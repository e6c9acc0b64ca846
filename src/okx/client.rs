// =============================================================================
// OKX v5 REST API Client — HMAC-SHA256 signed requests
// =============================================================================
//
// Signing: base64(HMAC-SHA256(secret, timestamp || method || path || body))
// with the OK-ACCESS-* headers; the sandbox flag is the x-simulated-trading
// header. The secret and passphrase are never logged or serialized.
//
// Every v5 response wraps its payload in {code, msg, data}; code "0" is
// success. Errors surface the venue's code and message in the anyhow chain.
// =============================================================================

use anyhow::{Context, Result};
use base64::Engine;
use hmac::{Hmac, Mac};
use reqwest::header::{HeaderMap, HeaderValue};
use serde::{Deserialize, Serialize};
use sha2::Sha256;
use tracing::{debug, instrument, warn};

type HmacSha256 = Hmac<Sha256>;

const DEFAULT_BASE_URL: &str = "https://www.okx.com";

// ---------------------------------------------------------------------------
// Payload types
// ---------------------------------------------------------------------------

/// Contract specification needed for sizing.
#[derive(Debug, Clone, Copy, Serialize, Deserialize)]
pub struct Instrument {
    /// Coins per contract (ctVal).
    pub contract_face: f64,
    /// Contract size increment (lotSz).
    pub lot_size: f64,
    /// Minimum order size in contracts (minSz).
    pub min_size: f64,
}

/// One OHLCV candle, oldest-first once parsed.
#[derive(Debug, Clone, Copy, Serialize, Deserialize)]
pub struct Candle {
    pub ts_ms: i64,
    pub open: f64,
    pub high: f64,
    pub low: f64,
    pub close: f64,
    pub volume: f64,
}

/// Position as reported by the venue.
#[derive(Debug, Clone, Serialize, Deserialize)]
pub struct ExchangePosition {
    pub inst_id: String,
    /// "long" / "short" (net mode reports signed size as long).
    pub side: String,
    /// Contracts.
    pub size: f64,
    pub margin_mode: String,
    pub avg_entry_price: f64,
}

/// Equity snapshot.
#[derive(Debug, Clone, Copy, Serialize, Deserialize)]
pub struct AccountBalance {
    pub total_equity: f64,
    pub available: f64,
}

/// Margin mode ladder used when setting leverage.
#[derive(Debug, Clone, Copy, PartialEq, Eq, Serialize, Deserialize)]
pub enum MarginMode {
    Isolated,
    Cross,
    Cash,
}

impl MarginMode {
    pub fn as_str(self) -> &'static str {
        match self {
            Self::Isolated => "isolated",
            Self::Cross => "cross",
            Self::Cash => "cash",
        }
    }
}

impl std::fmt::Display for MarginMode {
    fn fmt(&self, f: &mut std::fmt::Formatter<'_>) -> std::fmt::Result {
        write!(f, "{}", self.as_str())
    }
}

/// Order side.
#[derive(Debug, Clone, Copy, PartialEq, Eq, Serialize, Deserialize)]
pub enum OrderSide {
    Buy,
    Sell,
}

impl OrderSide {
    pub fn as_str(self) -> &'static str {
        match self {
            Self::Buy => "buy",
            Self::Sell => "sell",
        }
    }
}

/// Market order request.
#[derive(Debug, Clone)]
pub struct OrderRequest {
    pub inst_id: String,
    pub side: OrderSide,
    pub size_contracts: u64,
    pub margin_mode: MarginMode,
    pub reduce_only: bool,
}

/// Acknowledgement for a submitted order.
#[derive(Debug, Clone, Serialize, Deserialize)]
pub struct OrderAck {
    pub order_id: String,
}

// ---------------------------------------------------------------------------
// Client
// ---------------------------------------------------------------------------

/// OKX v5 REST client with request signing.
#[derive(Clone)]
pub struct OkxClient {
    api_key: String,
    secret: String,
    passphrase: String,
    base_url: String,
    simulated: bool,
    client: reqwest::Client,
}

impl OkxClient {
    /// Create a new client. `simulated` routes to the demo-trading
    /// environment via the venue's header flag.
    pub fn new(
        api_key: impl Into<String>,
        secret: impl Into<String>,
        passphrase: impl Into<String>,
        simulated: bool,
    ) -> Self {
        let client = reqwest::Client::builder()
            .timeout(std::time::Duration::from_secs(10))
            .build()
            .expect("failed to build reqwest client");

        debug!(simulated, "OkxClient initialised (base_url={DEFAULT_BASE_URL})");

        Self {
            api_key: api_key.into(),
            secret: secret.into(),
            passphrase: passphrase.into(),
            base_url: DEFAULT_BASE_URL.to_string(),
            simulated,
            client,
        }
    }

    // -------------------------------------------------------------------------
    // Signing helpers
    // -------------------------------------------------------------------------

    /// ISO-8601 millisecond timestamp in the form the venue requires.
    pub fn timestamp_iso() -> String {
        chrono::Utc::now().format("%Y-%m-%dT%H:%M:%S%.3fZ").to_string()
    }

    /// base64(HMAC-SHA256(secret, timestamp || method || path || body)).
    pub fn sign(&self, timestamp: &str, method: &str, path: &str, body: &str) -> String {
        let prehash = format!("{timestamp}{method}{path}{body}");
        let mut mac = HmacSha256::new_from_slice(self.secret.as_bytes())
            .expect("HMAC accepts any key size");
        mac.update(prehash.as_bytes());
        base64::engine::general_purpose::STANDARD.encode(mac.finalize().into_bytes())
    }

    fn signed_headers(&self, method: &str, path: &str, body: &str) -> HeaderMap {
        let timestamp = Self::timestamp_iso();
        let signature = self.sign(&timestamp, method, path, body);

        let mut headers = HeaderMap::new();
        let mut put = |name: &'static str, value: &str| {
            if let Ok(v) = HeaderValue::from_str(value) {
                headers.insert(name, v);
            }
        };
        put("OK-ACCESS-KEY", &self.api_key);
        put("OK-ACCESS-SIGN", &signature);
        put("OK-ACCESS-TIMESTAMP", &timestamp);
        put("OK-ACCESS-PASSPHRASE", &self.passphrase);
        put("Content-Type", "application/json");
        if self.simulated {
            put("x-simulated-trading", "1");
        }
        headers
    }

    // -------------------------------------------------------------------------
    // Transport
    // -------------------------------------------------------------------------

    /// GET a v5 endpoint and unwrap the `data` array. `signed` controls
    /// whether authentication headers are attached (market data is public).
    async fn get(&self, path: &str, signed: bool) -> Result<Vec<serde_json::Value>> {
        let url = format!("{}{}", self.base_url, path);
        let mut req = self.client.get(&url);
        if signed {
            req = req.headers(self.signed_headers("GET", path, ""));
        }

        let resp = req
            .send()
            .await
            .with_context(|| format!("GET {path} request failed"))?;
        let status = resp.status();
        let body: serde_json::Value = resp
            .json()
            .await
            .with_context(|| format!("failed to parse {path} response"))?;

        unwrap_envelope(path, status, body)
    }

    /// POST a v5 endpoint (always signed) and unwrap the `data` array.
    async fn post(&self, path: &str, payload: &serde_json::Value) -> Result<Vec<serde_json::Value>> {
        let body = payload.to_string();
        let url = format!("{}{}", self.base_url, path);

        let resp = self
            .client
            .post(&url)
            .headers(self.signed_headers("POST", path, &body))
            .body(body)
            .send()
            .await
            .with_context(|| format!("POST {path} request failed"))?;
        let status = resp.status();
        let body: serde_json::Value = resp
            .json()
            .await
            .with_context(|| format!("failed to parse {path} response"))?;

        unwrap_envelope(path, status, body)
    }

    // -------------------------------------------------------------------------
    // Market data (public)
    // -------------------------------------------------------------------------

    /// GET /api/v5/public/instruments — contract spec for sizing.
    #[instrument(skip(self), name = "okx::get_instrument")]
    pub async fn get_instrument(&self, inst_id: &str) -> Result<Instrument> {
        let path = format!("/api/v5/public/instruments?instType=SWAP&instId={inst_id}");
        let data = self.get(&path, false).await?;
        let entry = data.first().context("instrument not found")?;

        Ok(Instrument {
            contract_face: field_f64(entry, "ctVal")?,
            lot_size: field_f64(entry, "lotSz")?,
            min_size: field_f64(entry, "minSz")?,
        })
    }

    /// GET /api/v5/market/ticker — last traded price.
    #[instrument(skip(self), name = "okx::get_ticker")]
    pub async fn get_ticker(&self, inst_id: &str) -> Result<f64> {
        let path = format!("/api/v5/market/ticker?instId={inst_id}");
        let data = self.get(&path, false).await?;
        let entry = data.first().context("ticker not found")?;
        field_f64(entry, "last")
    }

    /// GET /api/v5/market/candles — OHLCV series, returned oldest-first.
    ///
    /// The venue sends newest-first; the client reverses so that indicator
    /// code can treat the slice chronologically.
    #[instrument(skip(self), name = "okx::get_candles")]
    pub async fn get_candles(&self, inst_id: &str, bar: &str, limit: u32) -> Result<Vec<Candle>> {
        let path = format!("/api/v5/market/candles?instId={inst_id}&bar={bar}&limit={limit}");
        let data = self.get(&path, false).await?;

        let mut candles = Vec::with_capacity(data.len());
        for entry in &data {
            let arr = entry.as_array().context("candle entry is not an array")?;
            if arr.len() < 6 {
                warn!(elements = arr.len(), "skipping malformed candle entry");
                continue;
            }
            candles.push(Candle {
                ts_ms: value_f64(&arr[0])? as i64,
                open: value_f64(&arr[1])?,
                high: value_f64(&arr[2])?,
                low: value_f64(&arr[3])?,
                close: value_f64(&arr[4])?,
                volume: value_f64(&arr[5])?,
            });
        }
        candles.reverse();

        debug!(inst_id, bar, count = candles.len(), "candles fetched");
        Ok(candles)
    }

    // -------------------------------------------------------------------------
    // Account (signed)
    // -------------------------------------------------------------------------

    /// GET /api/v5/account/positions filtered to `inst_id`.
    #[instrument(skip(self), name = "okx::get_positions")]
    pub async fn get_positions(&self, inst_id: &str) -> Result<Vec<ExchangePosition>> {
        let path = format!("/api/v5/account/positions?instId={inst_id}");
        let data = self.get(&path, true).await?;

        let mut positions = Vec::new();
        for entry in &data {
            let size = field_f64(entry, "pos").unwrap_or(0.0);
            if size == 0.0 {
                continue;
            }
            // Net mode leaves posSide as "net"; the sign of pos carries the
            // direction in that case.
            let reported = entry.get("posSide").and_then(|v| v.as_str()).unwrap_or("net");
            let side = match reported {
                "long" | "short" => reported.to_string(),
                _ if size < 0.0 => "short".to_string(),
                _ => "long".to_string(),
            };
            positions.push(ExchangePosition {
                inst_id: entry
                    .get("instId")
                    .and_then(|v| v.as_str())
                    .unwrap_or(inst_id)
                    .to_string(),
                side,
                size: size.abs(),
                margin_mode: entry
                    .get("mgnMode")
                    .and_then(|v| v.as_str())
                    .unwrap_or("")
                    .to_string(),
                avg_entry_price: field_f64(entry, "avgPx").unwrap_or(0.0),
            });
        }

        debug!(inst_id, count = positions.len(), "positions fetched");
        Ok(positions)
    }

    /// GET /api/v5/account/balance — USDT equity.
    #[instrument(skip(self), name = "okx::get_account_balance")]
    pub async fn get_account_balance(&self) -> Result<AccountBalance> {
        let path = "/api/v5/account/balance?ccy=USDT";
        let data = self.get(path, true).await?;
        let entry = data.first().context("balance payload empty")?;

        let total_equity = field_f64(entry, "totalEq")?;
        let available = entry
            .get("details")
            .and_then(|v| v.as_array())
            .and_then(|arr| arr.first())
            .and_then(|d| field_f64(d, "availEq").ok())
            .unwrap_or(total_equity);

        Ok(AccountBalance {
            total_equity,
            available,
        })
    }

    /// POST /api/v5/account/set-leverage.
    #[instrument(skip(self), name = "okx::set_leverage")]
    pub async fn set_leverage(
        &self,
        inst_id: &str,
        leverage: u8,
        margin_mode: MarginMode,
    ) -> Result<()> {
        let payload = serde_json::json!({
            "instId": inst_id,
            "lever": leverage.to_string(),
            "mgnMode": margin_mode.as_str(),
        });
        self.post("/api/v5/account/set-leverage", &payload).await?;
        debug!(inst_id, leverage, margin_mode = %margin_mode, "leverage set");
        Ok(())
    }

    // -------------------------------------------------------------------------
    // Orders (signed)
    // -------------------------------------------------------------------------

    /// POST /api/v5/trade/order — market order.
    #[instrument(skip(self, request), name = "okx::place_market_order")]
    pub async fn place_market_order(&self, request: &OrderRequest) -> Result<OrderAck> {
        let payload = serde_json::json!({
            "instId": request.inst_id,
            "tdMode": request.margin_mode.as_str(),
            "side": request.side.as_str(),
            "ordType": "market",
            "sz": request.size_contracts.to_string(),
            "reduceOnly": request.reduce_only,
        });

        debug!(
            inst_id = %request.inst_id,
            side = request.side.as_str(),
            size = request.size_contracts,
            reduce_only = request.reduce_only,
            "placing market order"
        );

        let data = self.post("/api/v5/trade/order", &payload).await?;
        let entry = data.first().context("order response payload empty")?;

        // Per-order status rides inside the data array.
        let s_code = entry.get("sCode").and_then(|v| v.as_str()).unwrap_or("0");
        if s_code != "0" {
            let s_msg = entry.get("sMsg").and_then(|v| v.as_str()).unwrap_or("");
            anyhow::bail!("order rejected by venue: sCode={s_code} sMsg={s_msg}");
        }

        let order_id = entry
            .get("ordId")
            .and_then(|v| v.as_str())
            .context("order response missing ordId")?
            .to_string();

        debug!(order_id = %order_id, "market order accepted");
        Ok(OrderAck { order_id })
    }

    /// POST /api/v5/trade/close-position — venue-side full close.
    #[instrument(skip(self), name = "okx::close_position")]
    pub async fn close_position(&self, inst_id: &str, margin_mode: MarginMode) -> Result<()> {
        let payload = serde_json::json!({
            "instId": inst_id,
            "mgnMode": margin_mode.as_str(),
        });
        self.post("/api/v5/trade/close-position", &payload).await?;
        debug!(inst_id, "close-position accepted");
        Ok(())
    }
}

####

Your instructions: Look over the data above and show each line that contains "sizing".

Exercise output:
/// Contract specification needed for sizing.
    /// GET /api/v5/public/instruments — contract spec for sizing.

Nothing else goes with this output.